TASK GOAL: Every line in the data must be transcribed exactly.

============

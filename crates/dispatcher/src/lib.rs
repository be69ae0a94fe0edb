//! # Dispatcher
//!
//! 数据分发模块。
//!
//! 负责：
//! - 消费 Reader 交付的 `Record`
//! - Fan-out 到持久化 sink（阻塞、有界）与广播 sink（满则丢弃）
//! - 维护线程安全的订阅者注册表，写失败只移除失败的订阅者
//! - 隔离慢 sink，不阻塞主链路
//!
//! ## 使用示例
//!
//! ```ignore
//! let registry = Arc::new(SubscriberRegistry::new());
//! let persistence = PersistenceSink::new(store, dead_letter, &blueprint.persistence);
//! let broadcast = BroadcastSink::new(Arc::clone(&registry), &blueprint.broadcast);
//!
//! let dispatcher = DispatcherBuilder::new(blueprint.distributor.clone(), input_rx)
//!     .build(persistence, broadcast);
//! let task = dispatcher.spawn(move || ready_signal.mark_ready());
//! ```

pub mod dispatcher;
pub mod error;
pub mod handle;
pub mod metrics;
pub mod registry;
pub mod sinks;

#[cfg(test)]
mod testing;

pub use contracts::{DataSink, Record};
pub use dispatcher::{Dispatcher, DispatcherBuilder, DispatcherReport, Distributor, SubmitOutcome};
pub use error::DispatcherError;
pub use handle::{QueuePolicy, SendOutcome, SinkHandle};
pub use metrics::{DistributorMetrics, DistributorSnapshot, MetricsSnapshot, SinkMetrics};
pub use registry::{RegistrySnapshot, SubscriberRegistry};
pub use sinks::{BroadcastSink, PersistenceSink};
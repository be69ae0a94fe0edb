//! # Telemetry Fan-out CLI
//!
//! 命令行接口入口点。
//!
//! 提供：
//! - 配置加载与验证
//! - 管道编排与生命周期管理（Reader → Distributor → 持久化/广播）
//! - HTTP 摄入、查询与 WebSocket 订阅
//! - 车辆轨迹模拟器
//! - 优雅关闭处理

mod cli;
mod commands;
mod error;
mod http;
mod pipeline;

use anyhow::Result;
use clap::Parser;
use observability::ObservabilityConfig;
use tracing::info;

use cli::{Cli, Commands};
use commands::{run_pipeline, run_simulate, run_validate};

#[tokio::main]
async fn main() -> Result<()> {
    // Load .env file if present
    dotenvy::dotenv().ok();

    let cli = Cli::parse();

    // Initialize logging based on CLI options
    init_logging(&cli)?;

    info!(
        version = env!("CARGO_PKG_VERSION"),
        "Telemetry fan-out CLI starting"
    );

    // Execute command
    let result = match &cli.command {
        Commands::Run(args) => run_pipeline(args).await,
        Commands::Validate(args) => run_validate(args),
        Commands::Simulate(args) => run_simulate(args).await,
    };

    if let Err(ref e) = result {
        tracing::error!(error = %e, "Command failed");
    }

    result
}

/// Initialize logging based on CLI options
///
/// The Prometheus exporter is started later by the pipeline, from config.
fn init_logging(cli: &Cli) -> Result<()> {
    let (default_log_level, respect_env) = if cli.quiet {
        ("warn", false)
    } else {
        let level = match cli.verbose {
            0 => "info",
            1 => "debug",
            _ => "trace",
        };
        (level, true)
    };

    observability::init_with_config(ObservabilityConfig {
        log_format: cli.log_format.into(),
        metrics_port: None,
        default_log_level: default_log_level.to_string(),
        respect_env,
    })
}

============

REPLY:
filename crates/dispatcher/src/lib.rs
repository be69ae0a94fe0edb
//! # Dispatcher
//!
//! 数据分发模块。
//!
//! 负责：
//! - 消费 Reader 交付的 `Record`
//! - Fan-out 到持久化 sink（阻塞、有界）与广播 sink（满则丢弃）
//! - 维护线程安全的订阅者注册表，写失败只移除失败的订阅者
//! - 隔离慢 sink，不阻塞主链路
//!
//! ## 使用示例
//!
//! ```ignore
//! let registry = Arc::new(SubscriberRegistry::new());
//! let persistence = PersistenceSink::new(store, dead_letter, &blueprint.persistence);
//! let broadcast = BroadcastSink::new(Arc::clone(&registry), &blueprint.broadcast);
//!
//! let dispatcher = DispatcherBuilder::new(blueprint.distributor.clone(), input_rx)
//!     .build(persistence, broadcast);
//! let task = dispatcher.spawn(move || ready_signal.mark_ready());
//! ```

pub mod dispatcher;
pub mod error;
pub mod handle;
pub mod metrics;
pub mod registry;
pub mod sinks;

#[cfg(test)]
mod testing;

pub use contracts::{DataSink, Record};
pub use dispatcher::{Dispatcher, DispatcherBuilder, DispatcherReport, Distributor, SubmitOutcome};
pub use error::DispatcherError;
pub use handle::{QueuePolicy, SendOutcome, SinkHandle};
pub use metrics::{DistributorMetrics, DistributorSnapshot, MetricsSnapshot, SinkMetrics};
pub use registry::{RegistrySnapshot, SubscriberRegistry};
pub use sinks::{BroadcastSink, PersistenceSink};
repository be69ae0a94fe0edb
//! # Telemetry Fan-out CLI
//!
//! 命令行接口入口点。
//!
//! 提供：
//! - 配置加载与验证
//! - 管道编排与生命周期管理（Reader → Distributor → 持久化/广播）
//! - HTTP 摄入、查询与 WebSocket 订阅
//! - 车辆轨迹模拟器
//! - 优雅关闭处理

mod cli;
mod commands;
mod error;
mod http;
mod pipeline;

use anyhow::Result;
use clap::Parser;
use observability::ObservabilityConfig;
use tracing::info;

use cli::{Cli, Commands};
use commands::{run_pipeline, run_simulate, run_validate};

#[tokio::main]
async fn main() -> Result<()> {
    // Load .env file if present
    dotenvy::dotenv().ok();

    let cli = Cli::parse();

    // Initialize logging based on CLI options
    init_logging(&cli)?;

    info!(
        version = env!("CARGO_PKG_VERSION"),
        "Telemetry fan-out CLI starting"
    );

    // Execute command
    let result = match &cli.command {
        Commands::Run(args) => run_pipeline(args).await,
        Commands::Validate(args) => run_validate(args),
        Commands::Simulate(args) => run_simulate(args).await,
    };

    if let Err(ref e) = result {
        tracing::error!(error = %e, "Command failed");
    }

    result
}

/// Initialize logging based on CLI options
///
/// The Prometheus exporter is started later by the pipeline, from config.
fn init_logging(cli: &Cli) -> Result<()> {
    let (default_log_level, respect_env) = if cli.quiet {
        ("warn", false)
    } else {
        let level = match cli.verbose {
            0 => "info",
            1 => "debug",
            _ => "trace",
        };
        (level, true)
    };

    observability::init_with_config(ObservabilityConfig {
        log_format: cli.log_format.into(),
        metrics_port: None,
        default_log_level: default_log_level.to_string(),
        respect_env,
    })
}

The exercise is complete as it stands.